Je vois la vague image d'un visage qui me regarde avec des yeux verts effrayants. Des yeux qui reflètent la peur, la tristesse, et aussi... De l'amour ? J'entends des pleurs, et des paroles qu'on chuchote. Au bout d'un instant, on me pose précipitamment, puis je sens le froid m'envahir, et puis plus rien. J'y repense souvent le soir, en me reposant un peu. Je m'imagine voir la vie d'une autre personne à travers mes yeux. Mais ce aujourd'hui, j'ai à peine le temps de me créer ma bulle en rentrant du travail que déjà, elle est brisée.

Il y a toujours quelque chose qui m'empêche de voir et d'entendre la suite.

– Mily !

Ma mère m'appelle. Comme toujours, perdue dans mes pensées, je n'ai rien entendu et elle doit m'attendre en bas avec ma petite sœur Zéra. Sortant de mes pensées, je descends rapidement les escaliers en bois qui mènent à la salle à manger.

– Ça fait trois fois que je t'appelle.
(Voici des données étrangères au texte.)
/// Target: scores once per lit cycle, on a reflecting hit
pub fn resolve_ball_target(ball: &mut Ball, target: &mut Target, ctx: &mut ContactContext<'_>) -> u64 {
    let seg = &target.segment;
    let Some((normal, _)) =
        push_out_of_segment(ball, seg.start, seg.end, ctx.config.wall_half_thickness, seg.normal)
    else {
        return 0;
    };

    let approach = ball.vel.dot(normal);
    if approach >= 0.0 {
        return 0;
    }
    reflect(ball, normal, approach, ctx.config.restitution);

    if target.lit {
        target.lit = false;
        ctx.events.push(AudioCue::TargetHit);
        return ctx.config.target_score;
    }
    0
}

/// Plunger top versus the ball, inside the shooter lane
///
/// Returns true when the ball was resting on (or launched by) the plunger.
pub fn resolve_ball_plunger(ball: &mut Ball, plunger: &Plunger) -> bool {
    if !plunger.in_lane(ball.pos.x) || ball.pos.y + ball.radius <= plunger.top_y {
        return false;
    }
    ball.pos.y = plunger.top_y - ball.radius;

    if plunger.state == PlungerState::Releasing {
        ball.vel.y = -plunger.launch_speed;
    } else if ball.vel.y > 0.0 {
        ball.vel.y *= PLUNGER_DAMPING;
    }
    true
}

impl Collide for LineSegment {
    fn resolve(&mut self, ball: &mut Ball, ctx: &mut ContactContext<'_>) -> u64 {
        resolve_ball_line(ball, self, ctx.config);
        0
    }
}

impl Collide for ConcaveArc {
    fn resolve(&mut self, ball: &mut Ball, ctx: &mut ContactContext<'_>) -> u64 {
        resolve_ball_arc(ball, self, ctx.config);
        0
    }
}

impl Collide for Flipper {
    fn resolve(&mut self, ball: &mut Ball, ctx: &mut ContactContext<'_>) -> u64 {
        resolve_ball_flipper(ball, self, ctx);
        0
    }
}

impl Collide for Bumper {
    fn resolve(&mut self, ball: &mut Ball, ctx: &mut ContactContext<'_>) -> u64 {
        resolve_ball_bumper(ball, self, ctx)
    }
}

impl Collide for Slingshot {
    fn resolve(&mut self, ball: &mut Ball, ctx: &mut ContactContext<'_>) -> u64 {
        resolve_ball_slingshot(ball, self, ctx)
    }
}

impl Collide for Target {
    fn resolve(&mut self, ball: &mut Ball, ctx: &mut ContactContext<'_>) -> u64 {
        resolve_ball_target(ball, self, ctx)
    }
}

impl Collide for Plunger {
    fn resolve(&mut self, ball: &mut Ball, _ctx: &mut ContactContext<'_>) -> u64 {
        resolve_ball_plunger(ball, self);
        0
    }
}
Tu le fais exprès ou quoi ? Peste ma mère en posant une grande casserole sur la table.

Sa voix baisse d'un ton à la fin, signe qu'elle a déjà dû beaucoup l'utiliser aujourd'hui. Il faut dire que ma sœur lui donne du fil à retordre tous les jours.
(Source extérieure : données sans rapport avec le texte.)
use lens_model::ProgramModel;
use std::collections::BTreeMap;
use std::sync::{Arc, PoisonError, RwLock};

use crate::unit_index::{Occurrence, UnitIndex};

/// A unit's model together with the index built from it
#[derive(Debug, Clone)]
pub struct UnitEntry {
    pub model: Arc<ProgramModel>,
    pub index: Arc<UnitIndex>,
}

impl UnitEntry {
    pub fn new(model: ProgramModel) -> Self {
        let index = UnitIndex::build(&model);
        Self {
            model: Arc::new(model),
            index: Arc::new(index),
        }
    }

    #[must_use]
    pub fn unit_id(&self) -> &str {
        &self.model.unit_id
    }
}

/// Immutable view of every committed unit.
///
/// Readers hold an `Arc` to one snapshot; commits build the next snapshot off to the
/// side, so a reader never sees a half-replaced unit.
#[derive(Debug, Clone, Default)]
pub struct CorpusSnapshot {
    units: BTreeMap<String, UnitEntry>,
    /// Units whose last ingestion failed as a whole → reason
    failed: BTreeMap<String, String>,
    generation: u64,
}

impl CorpusSnapshot {
    #[must_use]
    pub fn unit(&self, unit_id: &str) -> Option<&UnitEntry> {
        self.units.get(unit_id)
    }

    /// Units in id order
    pub fn units(&self) -> impl Iterator<Item = &UnitEntry> {
        self.units.values()
    }

    pub fn unit_ids(&self) -> impl Iterator<Item = &str> {
        self.units.keys().map(String::as_str)
    }

    #[must_use]
    pub fn len(&self) -> usize {
        self.units.len()
    }

    #[must_use]
    pub fn is_empty(&self) -> bool {
        self.units.is_empty()
    }

    #[must_use]
    pub fn failed(&self) -> &BTreeMap<String, String> {
        &self.failed
    }

    /// Bumped by every commit or removal
    #[must_use]
    pub const fn generation(&self) -> u64 {
        self.generation
    }

    /// Units restricted to `unit_id` when given
    pub fn scope<'a>(&'a self, unit_id: Option<&str>) -> impl Iterator<Item = &'a UnitEntry> + 'a {
        let wanted = unit_id.map(str::to_owned);
        self.units
            .iter()
            .filter(move |(id, _)| {
                wanted
                    .as_deref()
                    .map_or(true, |wanted| wanted.eq_ignore_ascii_case(id))
            })
            .map(|(_, entry)| entry)
    }

    /// Occurrences of `name` across units (or within one), unit order then source order
    pub fn occurrences<'a>(
        &'a self,
        name: &'a str,
        unit_id: Option<&'a str>,
    ) -> impl Iterator<Item = (&'a UnitEntry, &'a Occurrence)> + 'a {
        self.scope(unit_id)
            .flat_map(move |entry| entry.index.exact(name).iter().map(move |occ| (entry, occ)))
    }

    /// Unit whose PROGRAM-ID (or unit id) is `program`
    #[must_use]
    pub fn unit_for_program(&self, program: &str) -> Option<&UnitEntry> {
        self.units
            .values()
            .find(|entry| entry.model.program_name().eq_ignore_ascii_case(program))
    }
}

/// Shared corpus: one write partition per unit, swapped in atomically
#[derive(Debug, Default)]
pub struct Corpus {
    current: RwLock<Arc<CorpusSnapshot>>,
}

impl Corpus {
    pub fn new() -> Self {
        Self::default()
    }

    /// Latest committed state; cheap, never blocks on index construction
    pub fn snapshot(&self) -> Arc<CorpusSnapshot> {
        let guard = self.current.read().unwrap_or_else(PoisonError::into_inner);
        Arc::clone(&guard)
    }

    /// Replace (or add) one unit. The index is built before the lock is taken.
    pub fn commit(&self, model: ProgramModel) -> Arc<CorpusSnapshot> {
        self.commit_entry(UnitEntry::new(model))
    }

    pub fn commit_entry(&self, entry: UnitEntry) -> Arc<CorpusSnapshot> {
        let unit_id = entry.unit_id().to_string();
        self.update(move |next| {
            next.failed.remove(&unit_id);
            next.units.insert(unit_id, entry);
        })
    }

    /// Drop a unit and any record of its failure
    pub fn remove(&self, unit_id: &str) -> Arc<CorpusSnapshot> {
        self.update(|next| {
            next.units.remove(unit_id);
            next.failed.remove(unit_id);
        })
    }

    /// Record a fatal-to-unit failure; any previous model for the unit is discarded
    pub fn mark_failed(&self, unit_id: &str, reason: impl Into<String>) -> Arc<CorpusSnapshot> {
        let reason = reason.into();
        self.update(|next| {
            next.units.remove(unit_id);
            next.failed.insert(unit_id.to_string(), reason);
        })
    }

    fn update(&self, apply: impl FnOnce(&mut CorpusSnapshot)) -> Arc<CorpusSnapshot> {
        let mut guard = self.current.write().unwrap_or_else(PoisonError::into_inner);
        let mut next = CorpusSnapshot::clone(&guard);
        apply(&mut next);
        next.generation += 1;
        let next = Arc::new(next);
        *guard = Arc::clone(&next);
        next
    }
}

#[cfg(test)]
mod tests {
    use super::*;
    use lens_frontend::{Frontend, FrontendConfig, InMemoryResolver};
    use lens_model::ModelBuilder;

    fn model(unit: &str, paragraph: &str) -> ProgramModel {
        let text = format!(
            "       IDENTIFICATION DIVISION.\n       PROGRAM-ID. {unit}.\n       PROCEDURE DIVISION.\n       {paragraph}.\n           STOP RUN.\n"
        );
        let config = FrontendConfig::standard();
        let resolver = InMemoryResolver::new();
        let frontend = Frontend::new(&config, &resolver);
        ModelBuilder::new()
            .analyze(&frontend, unit, None, &text)
            .unwrap()
    }

    #[test]
    fn readers_keep_their_snapshot_across_commits() {
        let corpus = Corpus::new();
        corpus.commit(model("PAY01", "OLD-PARA"));
        let before = corpus.snapshot();

        corpus.commit(model("PAY01", "NEW-PARA"));
        let after = corpus.snapshot();

        assert_eq!(before.occurrences("OLD-PARA", None).count(), 1);
        assert_eq!(before.occurrences("NEW-PARA", None).count(), 0);
        assert_eq!(after.occurrences("OLD-PARA", None).count(), 0);
        assert_eq!(after.occurrences("NEW-PARA", None).count(), 1);
        assert!(after.generation() > before.generation());
    }

    #[test]
    fn units_are_independent_partitions() {
        let corpus = Corpus::new();
        corpus.commit(model("PAY01", "MAIN-PARA"));
        corpus.commit(model("PAY02", "MAIN-PARA"));
        let pay02 = Arc::clone(&corpus.snapshot().unit("PAY02").unwrap().index);

        corpus.commit(model("PAY01", "OTHER-PARA"));
        let snapshot = corpus.snapshot();
        assert!(Arc::ptr_eq(&pay02, &snapshot.unit("PAY02").unwrap().index));
        assert_eq!(snapshot.occurrences("MAIN-PARA", Some("PAY02")).count(), 1);
        assert_eq!(snapshot.occurrences("MAIN-PARA", Some("PAY01")).count(), 0);
    }

    fn scoped<'a>(snapshot: &'a CorpusSnapshot, unit: &str) -> Vec<&'a UnitEntry> {
        let wanted = unit.to_ascii_lowercase();
        snapshot.scope(Some(&wanted)).collect()
    }

    #[test]
    fn scope_outlives_the_filter_key() {
        let corpus = Corpus::new();
        corpus.commit(model("PAY01", "MAIN-PARA"));
        corpus.commit(model("PAY02", "MAIN-PARA"));
        let snapshot = corpus.snapshot();

        let units = scoped(&snapshot, "PAY02");
        assert_eq!(units.len(), 1);
        assert_eq!(units[0].unit_id(), "PAY02");
        assert!(scoped(&snapshot, "PAY03").is_empty());
        assert_eq!(snapshot.scope(None).count(), 2);
    }

    #[test]
    fn failure_replaces_the_model_and_commit_clears_it() {
        let corpus = Corpus::new();
        corpus.commit(model("PAY01", "MAIN-PARA"));
        corpus.mark_failed("PAY01", "no division headers found");
        let snapshot = corpus.snapshot();
        assert!(snapshot.unit("PAY01").is_none());
        assert!(snapshot.failed().contains_key("PAY01"));

        corpus.commit(model("PAY01", "MAIN-PARA"));
        assert!(corpus.snapshot().failed().is_empty());
        corpus.remove("PAY01");
        assert!(corpus.snapshot().is_empty());
    }
}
– Je ne t'avais pas entendue, désolée.

Elle soupire brièvement puis nous sert de la soupe pendant que je grimace. De la soupe, de la soupe, et encore de la soupe. On ne mange plus que de ça depuis des jours, faute de viande et d'autres aliments. Le kaiser a réquisitionné nos bêtes et une bonne partie de notre grain pour nourrir les effacés, les gardes chargés de traquer les extérieurs. Je me demande souvent si toutes ces provisions leurs sont vraiment nécessaires, mais il faut bien que quelqu'un protège les villes.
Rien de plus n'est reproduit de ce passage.